Minister of Health Dr Edwin Dikoloti says Africa member states call on World Health Organization (WHO) to ensure equitable resource allocation for 2024-2025. Dr Dikoloti was speaking this week at the WHO Executive Board Meeting in Geneva, Switzerland.

He said countries agreed that there is need to address the budget and funding imbalances by increasing the programme budget share of countries and regions to 75% for the next year.

“The proposed budget for 2024-2025 marks an important milestone as it is the first in Programme Budget in which country offices will be allocated more than half of the total budget for the biennium. We highly welcome this approach which will enable the organization to deliver on its mandate while fulfilling the expectations for transparency, efficiency and accountability.”

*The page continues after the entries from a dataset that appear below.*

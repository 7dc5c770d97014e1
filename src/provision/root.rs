//! Phase 1: system bootstrap as root.

use anyhow::{Context, Result, bail};
use std::fs;
use std::io::Write;
use std::os::unix::fs::PermissionsExt;
use std::path::{Path, PathBuf};
use std::process::Command;

use super::Provisioner;
use crate::common::paths;
use crate::edit;
use crate::error::CommandError;
use crate::ui::prelude::*;

/// useradd: "username already in use"
const USERADD_EXISTS: i32 = 9;

pub(super) fn system_upgrade(p: &Provisioner) -> Result<()> {
    let mut cmd = p.privileged("pacman");
    cmd.args(["-Syu", "--noconfirm"]);
    p.host.run(&mut cmd)
}

pub(super) fn user_exists(p: &Provisioner) -> bool {
    let mut cmd = Command::new("getent");
    cmd.arg("passwd").arg(&p.config.user.name);
    p.host.succeeds(&mut cmd)
}

pub(super) fn create_user(p: &Provisioner) -> Result<()> {
    let user = &p.config.user;
    let mut cmd = p.privileged("useradd");
    cmd.arg("-m")
        .arg("-d")
        .arg(&p.home)
        .arg("-s")
        .arg(&user.shell)
        .arg(&user.name);

    match p.host.run(&mut cmd) {
        Ok(()) => Ok(()),
        Err(err) => match err.downcast_ref::<CommandError>() {
            Some(CommandError::Failed { status, .. }) if status.code() == Some(USERADD_EXISTS) => {
                emit(
                    Level::Warn,
                    "user.exists",
                    &format!(
                        "{} User '{}' already exists, continuing",
                        char::from(NerdFont::Warning),
                        user.name
                    ),
                    None,
                );
                Ok(())
            }
            _ => Err(err),
        },
    }
}

/// `passwd -S` prints `name STATUS ...` where STATUS is P for a usable
/// password, L for locked and NP for none.
pub(super) fn password_set(p: &Provisioner) -> bool {
    let mut cmd = Command::new("passwd");
    cmd.arg("-S").arg(&p.config.user.name);
    p.host
        .capture(&mut cmd)
        .and_then(|out| out.split_whitespace().nth(1).map(|s| s == "P"))
        .unwrap_or(false)
}

pub(super) fn set_password(p: &Provisioner) -> Result<()> {
    let name = &p.config.user.name;
    if p.host.dry_run() {
        println!("[DRY RUN] prompt for a password and pipe it to chpasswd for {}", name);
        return Ok(());
    }

    let password = p
        .prompt
        .new_password(&format!("{} Password for {}", char::from(NerdFont::Key), name))?;
    let mut cmd = p.privileged("chpasswd");
    p.host
        .run_with_input(&mut cmd, &format!("{}:{}\n", name, password))
        .with_context(|| format!("setting password for {}", name))
}

fn user_groups(p: &Provisioner) -> Vec<String> {
    let mut cmd = Command::new("id");
    cmd.arg("-nG").arg(&p.config.user.name);
    p.host
        .capture(&mut cmd)
        .map(|out| out.split_whitespace().map(str::to_string).collect())
        .unwrap_or_default()
}

fn sudoers_rule_active(p: &Provisioner) -> bool {
    p.editor()
        .read(&p.config.paths.sudoers)
        .map(|content| edit::is_uncommented(&content, &p.config.user.sudoers_rule()))
        .unwrap_or(false)
}

pub(super) fn sudo_granted(p: &Provisioner) -> bool {
    user_groups(p).contains(&p.config.user.admin_group) && sudoers_rule_active(p)
}

pub(super) fn grant_sudo(p: &Provisioner) -> Result<()> {
    let user = &p.config.user;
    if !user_groups(p).contains(&user.admin_group) {
        let mut cmd = p.privileged("usermod");
        cmd.arg("-aG").arg(&user.admin_group).arg(&user.name);
        p.host.run(&mut cmd)?;
    }

    let sudoers = &p.config.paths.sudoers;
    let editor = p.editor();
    let content = editor.read(sudoers)?;
    let Some(updated) = edit::ensure_uncommented(&content, &user.sudoers_rule()) else {
        return Ok(());
    };
    validate_sudoers(p, &updated)?;
    editor.write(sudoers, &updated, p.elevation())
}

/// A broken sudoers file locks everyone out of sudo, so every new version is
/// checked with `visudo` before it replaces the old one.
fn validate_sudoers(p: &Provisioner, content: &str) -> Result<()> {
    if p.host.dry_run() {
        return Ok(());
    }
    let mut candidate = tempfile::Builder::new()
        .prefix("archwsl-sudoers-")
        .tempfile()
        .context("creating temporary sudoers file")?;
    candidate
        .write_all(content.as_bytes())
        .context("writing temporary sudoers file")?;
    candidate.flush().context("writing temporary sudoers file")?;

    let mut check = Command::new("visudo");
    check.arg("-c").arg("-f").arg(candidate.path());
    if !p.host.succeeds(&mut check) {
        bail!(
            "refusing to write {}: visudo rejected the updated policy",
            p.config.paths.sudoers.display()
        );
    }
    Ok(())
}

pub(super) fn default_user_set(p: &Provisioner) -> bool {
    p.editor()
        .read_or_empty(&p.config.paths.wsl_conf)
        .ok()
        .and_then(|content| edit::ini_value(&content, "user", "default"))
        .is_some_and(|value| value == p.config.user.name)
}

pub(super) fn set_default_user(p: &Provisioner) -> Result<()> {
    p.editor().ensure_ini_value(
        &p.config.paths.wsl_conf,
        "user",
        "default",
        &p.config.user.name,
        p.elevation(),
    )?;
    Ok(())
}

/// Copy the running binary, and the config it was started with, into the
/// target user's home so the second phase can be started from there.
pub(super) fn stage_runner(p: &Provisioner) -> Result<()> {
    let runner = p.home.join(paths::STAGED_RUNNER);
    stage_file(p, &p.staged.runner, &runner, Some(0o755))?;

    if let Some(config) = &p.staged.config {
        let target = p.home.join(paths::CONFIG_RELATIVE);
        stage_file(p, config, &target, None)?;
    }
    Ok(())
}

fn is_same_file(a: &Path, b: &Path) -> bool {
    match (fs::canonicalize(a), fs::canonicalize(b)) {
        (Ok(a), Ok(b)) => a == b,
        _ => false,
    }
}

/// Directories between `home` and `target` that do not exist yet, outermost first.
fn missing_dirs(home: &Path, target: &Path) -> Vec<PathBuf> {
    let mut missing: Vec<PathBuf> = target
        .ancestors()
        .skip(1)
        .take_while(|dir| dir.starts_with(home) && *dir != home)
        .filter(|dir| !dir.exists())
        .map(Path::to_path_buf)
        .collect();
    missing.reverse();
    missing
}

fn stage_file(p: &Provisioner, source: &Path, target: &Path, mode: Option<u32>) -> Result<()> {
    if is_same_file(source, target) {
        emit(
            Level::Debug,
            "stage.same_file",
            &format!("{} is already in place", target.display()),
            None,
        );
        return Ok(());
    }

    let created = missing_dirs(&p.home, target);
    if p.host.dry_run() {
        println!("[DRY RUN] copy {} -> {}", source.display(), target.display());
    } else {
        if let Some(parent) = target.parent() {
            fs::create_dir_all(parent)
                .with_context(|| format!("creating {}", parent.display()))?;
        }
        fs::copy(source, target).with_context(|| {
            format!("copying {} to {}", source.display(), target.display())
        })?;
        if let Some(mode) = mode {
            fs::set_permissions(target, fs::Permissions::from_mode(mode))
                .with_context(|| format!("setting permissions on {}", target.display()))?;
        }
    }

    let owner = format!("{0}:{0}", p.config.user.name);
    let mut chown = p.privileged("chown");
    chown.arg(&owner).args(&created).arg(target);
    p.host.run(&mut chown)
}

pub(super) fn print_restart_guidance(p: &Provisioner) {
    let distro = std::env::var("WSL_DISTRO_NAME").unwrap_or_else(|_| "<distro>".to_string());
    let name = &p.config.user.name;
    separator(true);
    emit(
        Level::Success,
        "phase.root.complete",
        &format!(
            "{} Bootstrap complete. The session must be restarted as '{}'.",
            char::from(NerdFont::Check),
            name
        ),
        Some(serde_json::json!({ "user": name, "distro": distro })),
    );
    emit(
        Level::Info,
        "phase.root.restart",
        &format!(
            "{} From Windows run: wsl.exe --terminate {}",
            char::from(NerdFont::Refresh),
            distro
        ),
        None,
    );
    emit(
        Level::Info,
        "phase.root.next",
        &format!(
            "{} Then reopen the distribution and run ~/{} to continue",
            char::from(NerdFont::Rocket),
            paths::STAGED_RUNNER
        ),
        None,
    );
}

The Botswana Health Minister commended member states on the extension of the General Programme of Work (GPD 13) and the Secretariat work to monitor the progress towards the triple billion targets, and the health-related SDGs.

“We welcome the Director’s general proposed five priorities which have crystalized into the “five Ps” that are aligned with the GPW 13 extension. Impact can only be achieved through close coordination with, and support to national health authorities. As such, the strengthening of country offices is instrumental, with particular focus on strengthening national health systems and on promoting more equitable access to health services.”

According to Dr Dikoloti, the majority of countries with UHC index that is below the global median are in the WHO Africa region. “For that, we call on the WHO to enhance capacity at the regional and national levels in order to accelerate progress. Currently, the regional office needs both technical and financial support in order to effectively address and support country needs.”